The accuracy of genetic selection in dairy can be increased by the adoption of new technologies, such as the inclusion of sequence data. In simulation studies, assigning different weights to causative single-nucleotide polymorphism (SNP) markers led to better predictions depending on the genomic prediction method used. However, it is still not clear how the weights should be calculated. Our objective was to evaluate the accuracy of a multi-step method (GBLUP) and single-step GBLUP with simulated data using regular SNP, causatives variants (QTN) and the combination of both.
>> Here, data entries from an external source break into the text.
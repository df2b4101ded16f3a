//! Request and response bodies for the JSON API.
//!
//! Field names are camelCase to stay wire-compatible with the frontend.
//! Token amounts travel as decimal strings of base units.

use quizpool_engine::{PayoutEntry, Question, RankedPlayer, Room};
use serde::{Deserialize, Serialize};

fn default_entry_fee() -> String {
    "0".to_owned()
}

fn default_max_players() -> usize {
    quizpool_engine::DEFAULT_MAX_PLAYERS
}

/// The original backend substituted 30 s when the client omitted the time.
fn default_time_taken() -> u64 {
    30
}

// ---------------------------------------------------------------------------
// Requests
// ---------------------------------------------------------------------------

#[derive(Debug, Deserialize)]
#[serde(rename_all = "camelCase")]
pub struct CreateRoomRequest {
    #[serde(default)]
    pub host_address: String,
    #[serde(default)]
    pub category: String,
    #[serde(default)]
    pub name: String,
    #[serde(default = "default_entry_fee")]
    pub entry_fee: String,
    #[serde(default = "default_max_players")]
    pub max_players: usize,
}

#[derive(Debug, Deserialize)]
#[serde(rename_all = "camelCase")]
pub struct JoinRoomRequest {
    #[serde(default)]
    pub player_address: String,
}

#[derive(Debug, Deserialize)]
#[serde(rename_all = "camelCase")]
pub struct StartGameRequest {
    #[serde(default)]
    pub player_address: String,
}

#[derive(Debug, Deserialize)]
#[serde(rename_all = "camelCase")]
pub struct SubmitAnswerRequest {
    #[serde(default)]
    pub room_id: String,
    #[serde(default)]
    pub player_address: String,
    pub question_index: Option<usize>,
    pub answer_index: Option<i32>,
    #[serde(default = "default_time_taken")]
    pub time_taken: u64,
}

// ---------------------------------------------------------------------------
// Responses
// ---------------------------------------------------------------------------

#[derive(Debug, Serialize)]
pub struct HealthResponse {
    pub status: &'static str,
    pub timestamp: String,
}

#[derive(Debug, Serialize)]
pub struct QuestionsResponse {
    pub questions: Vec<Question>,
}

#[derive(Debug, Serialize)]
pub struct RoomsResponse {
    pub rooms: Vec<Room>,
}

#[derive(Debug, Serialize)]
pub struct RoomDetailResponse {
    pub room: Room,
}

#[derive(Debug, Serialize)]
pub struct RoomActionResponse {
    pub room: Room,
    pub message: &'static str,
}

#[derive(Debug, Serialize)]
#[serde(rename_all = "camelCase")]
pub struct SubmitAnswerResponse {
    pub correct: bool,
    pub points: u32,
    pub player_score: u32,
    /// Echoed so the client can reveal the right option.
    pub correct_answer: usize,
}

#[derive(Debug, Serialize)]
pub struct FinishGameResponse {
    pub room: Room,
    pub leaderboard: Vec<RankedPlayer>,
    pub winners: Vec<PayoutEntry>,
}

#[derive(Debug, Serialize)]
#[serde(rename_all = "camelCase")]
pub struct PayoutResponse {
    pub room_id: String,
    pub winners: Vec<PayoutEntry>,
}

#[derive(Debug, Serialize)]
pub struct ErrorResponse {
    pub error: String,
}
//! Route handlers.
//!
//! One handler per endpoint, each a thin translation between the JSON
//! schemas and a registry call. All game rules live in the engine.

use axum::extract::{Path, State};
use axum::routing::{get, post};
use axum::{Json, Router};
use chrono::Utc;
use tower_http::cors::CorsLayer;
use tracing::info;

use quizpool_engine::{CreateRoomParams, Error, Room, QUESTIONS_PER_ROOM};

use crate::error::ApiError;
use crate::schemas::{
    CreateRoomRequest, FinishGameResponse, HealthResponse, JoinRoomRequest, PayoutResponse,
    QuestionsResponse, RoomActionResponse, RoomDetailResponse, RoomsResponse, StartGameRequest,
    SubmitAnswerRequest, SubmitAnswerResponse,
};
use crate::state::SharedState;

pub fn router(state: SharedState) -> Router {
    Router::new()
        .route("/health", get(health))
        .route("/api/questions/{category}", get(category_questions))
        .route("/api/rooms/create", post(create_room))
        .route("/api/rooms", get(list_rooms))
        .route("/api/rooms/{room_id}", get(room_detail))
        .route("/api/rooms/{room_id}/join", post(join_room))
        .route("/api/rooms/{room_id}/start", post(start_game))
        .route("/api/answers/submit", post(submit_answer))
        .route("/api/rooms/{room_id}/finish", post(finish_game))
        .route("/api/admin/payout/{room_id}", get(payout_manifest))
        .layer(CorsLayer::permissive())
        .with_state(state)
}

async fn health() -> Json<HealthResponse> {
    Json(HealthResponse {
        status: "ok",
        timestamp: Utc::now().to_rfc3339(),
    })
}

/// Preview sample for a category, shuffled like a room draw would be.
async fn category_questions(
    State(state): State<SharedState>,
    Path(category): Path<String>,
) -> Result<Json<QuestionsResponse>, ApiError> {
    let questions = state.registry.bank().sample(&category, QUESTIONS_PER_ROOM)?;
    Ok(Json(QuestionsResponse { questions }))
}

async fn create_room(
    State(state): State<SharedState>,
    Json(body): Json<CreateRoomRequest>,
) -> Result<Json<Room>, ApiError> {
    let entry_fee = parse_amount(&body.entry_fee)?;
    let room = state.registry.create_room(CreateRoomParams {
        host_address: body.host_address,
        category: body.category,
        name: body.name,
        entry_fee,
        max_players: body.max_players,
    })?;

    info!(room_id = %room.id, name = %room.name, host = %room.host_address, "room created");
    Ok(Json(room))
}

async fn list_rooms(State(state): State<SharedState>) -> Json<RoomsResponse> {
    Json(RoomsResponse {
        rooms: state.registry.list_active(),
    })
}

async fn room_detail(
    State(state): State<SharedState>,
    Path(room_id): Path<String>,
) -> Result<Json<RoomDetailResponse>, ApiError> {
    let room = state.registry.get(&room_id)?;
    Ok(Json(RoomDetailResponse { room }))
}

async fn join_room(
    State(state): State<SharedState>,
    Path(room_id): Path<String>,
    Json(body): Json<JoinRoomRequest>,
) -> Result<Json<RoomActionResponse>, ApiError> {
    let room = state.registry.join(&room_id, &body.player_address)?;

    info!(room_id = %room.id, player = %body.player_address, "player joined");
    Ok(Json(RoomActionResponse {
        room,
        message: "Successfully joined room",
    }))
}

async fn start_game(
    State(state): State<SharedState>,
    Path(room_id): Path<String>,
    Json(body): Json<StartGameRequest>,
) -> Result<Json<RoomActionResponse>, ApiError> {
    let room = state.registry.start(&room_id, &body.player_address)?;

    info!(room_id = %room.id, host = %body.player_address, "game started");
    Ok(Json(RoomActionResponse {
        room,
        message: "Game started successfully",
    }))
}

async fn submit_answer(
    State(state): State<SharedState>,
    Json(body): Json<SubmitAnswerRequest>,
) -> Result<Json<SubmitAnswerResponse>, ApiError> {
    if body.room_id.trim().is_empty() {
        return Err(Error::InvalidInput.into());
    }
    let question_index = body.question_index.ok_or(Error::InvalidInput)?;
    let answer_index = body.answer_index.ok_or(Error::InvalidInput)?;

    let outcome = state.registry.submit_answer(
        &body.room_id,
        &body.player_address,
        question_index,
        answer_index,
        body.time_taken,
    )?;

    info!(
        room_id = %body.room_id,
        player = %body.player_address,
        question_index,
        correct = outcome.is_correct,
        points = outcome.points,
        "answer submitted"
    );

    Ok(Json(SubmitAnswerResponse {
        correct: outcome.is_correct,
        points: outcome.points,
        player_score: outcome.player_score,
        correct_answer: outcome.correct_answer,
    }))
}

async fn finish_game(
    State(state): State<SharedState>,
    Path(room_id): Path<String>,
) -> Result<Json<FinishGameResponse>, ApiError> {
    let (room, settlement) = state.registry.finish(&room_id)?;

    info!(room_id = %room.id, prize_pool = %settlement.prize_pool, "game finished");
    Ok(Json(FinishGameResponse {
        room,
        leaderboard: settlement.leaderboard,
        winners: settlement.winners,
    }))
}

async fn payout_manifest(
    State(state): State<SharedState>,
    Path(room_id): Path<String>,
) -> Result<Json<PayoutResponse>, ApiError> {
    let settlement = state.registry.payout_manifest(&room_id)?;
    Ok(Json(PayoutResponse {
        room_id,
        winners: settlement.winners,
    }))
}

fn parse_amount(raw: &str) -> Result<i128, ApiError> {
    match raw.trim().parse::<i128>() {
        Ok(amount) => Ok(amount),
        Err(_) => Err(Error::InvalidInput.into()),
    }
}
use std::sync::Arc;

use quizpool_engine::{QuestionBank, RoomRegistry};

pub type SharedState = Arc<AppState>;

/// Application state shared by all handlers: the room registry (which owns
/// the question bank). Process-lifetime only; a restart forgets all rooms.
pub struct AppState {
    pub registry: RoomRegistry,
}

impl AppState {
    pub fn new(bank: QuestionBank) -> SharedState {
        Arc::new(Self {
            registry: RoomRegistry::new(Arc::new(bank)),
        })
    }
}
Additionally, we compared the accuracies of all previous scenarios using alternatives for SNP weighting. The data were simulated assuming a single trait with a heritability of 0.3. The effective population size (Ne) was approximately 200. The pedigree contained 440,000 animals, and approximately 16,800 individuals were genotyped. A total of 49,974 SNP markers were evenly placed throughout the genome, and 100, 1000 and 2000 causative QTN were simulated. Both GBLUP and ssGBLUP were used in this study. We evaluated quadratic and nonlinear SNP weights in addition to the unweighted G. The inclusion of QTN to panels led to significant accuracy gains. Nonlinear A was demonstrated to be superior to quadratic weighting and unweighted approaches; however, results from Nonlinear A were dependent on the equation parameters. The unweighted approach was more suitable for less polygenic scenarios. Finally, SNP weighting might help elucidate trait architecture features based on changes in the accuracy of genomic prediction.

Keywords: SNP; computer simulation; dairy cattle; quantitative trait loci.